ACTIVITY:
Bring together all lines from the listing below that contain the string "settle".

*** RAW DATA ***

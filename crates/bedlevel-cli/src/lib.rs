//! # bedlevel-cli
//!
//! Library side of the `bedlevel` tool: configuration, the serial transport
//! and the [`Machine`] session that drives a controller through the
//! acknowledgment protocol.

mod config;
mod error;
mod machine;
mod serial;

pub use config::{AxisLimits, Config, MachineConfig, MeshConfig, ProtocolConfig, SerialConfig};
pub use error::{CliError, CliResult};
pub use machine::{Machine, Position, Target};
pub use serial::SerialTransport;

use std::thread;

use bedlevel_protocol::AckFramer;
use tracing::info;

/// Open the serial link and bring the controller to a known state.
///
/// With `reset`, the controller is restarted and its startup banner awaited.
/// Otherwise the configured settle time is slept.
pub fn connect(config: &Config, reset: bool) -> CliResult<Machine<SerialTransport>> {
    let mut transport = SerialTransport::open(&config.serial)?;
    if reset {
        transport.pulse_reset()?;
    }

    let framer = AckFramer::with_config(transport, config.framer_config()?);
    let mut machine = Machine::new(framer, config.machine.clone());

    if reset {
        machine.wait_for_banner(config.protocol.banner_timeout()?)?;
    } else {
        let settle = config.serial.settle_time()?;
        if !settle.is_zero() {
            info!(?settle, "waiting for controller to settle");
            thread::sleep(settle);
        }
    }
    Ok(machine)
}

*** End of RAW DATA ***

ANSWER TO THIS EXERCISE:
/// Otherwise the configured settle time is slept.
        let settle = config.serial.settle_time()?;
        if !settle.is_zero() {
            info!(?settle, "waiting for controller to settle");
            thread::sleep(settle);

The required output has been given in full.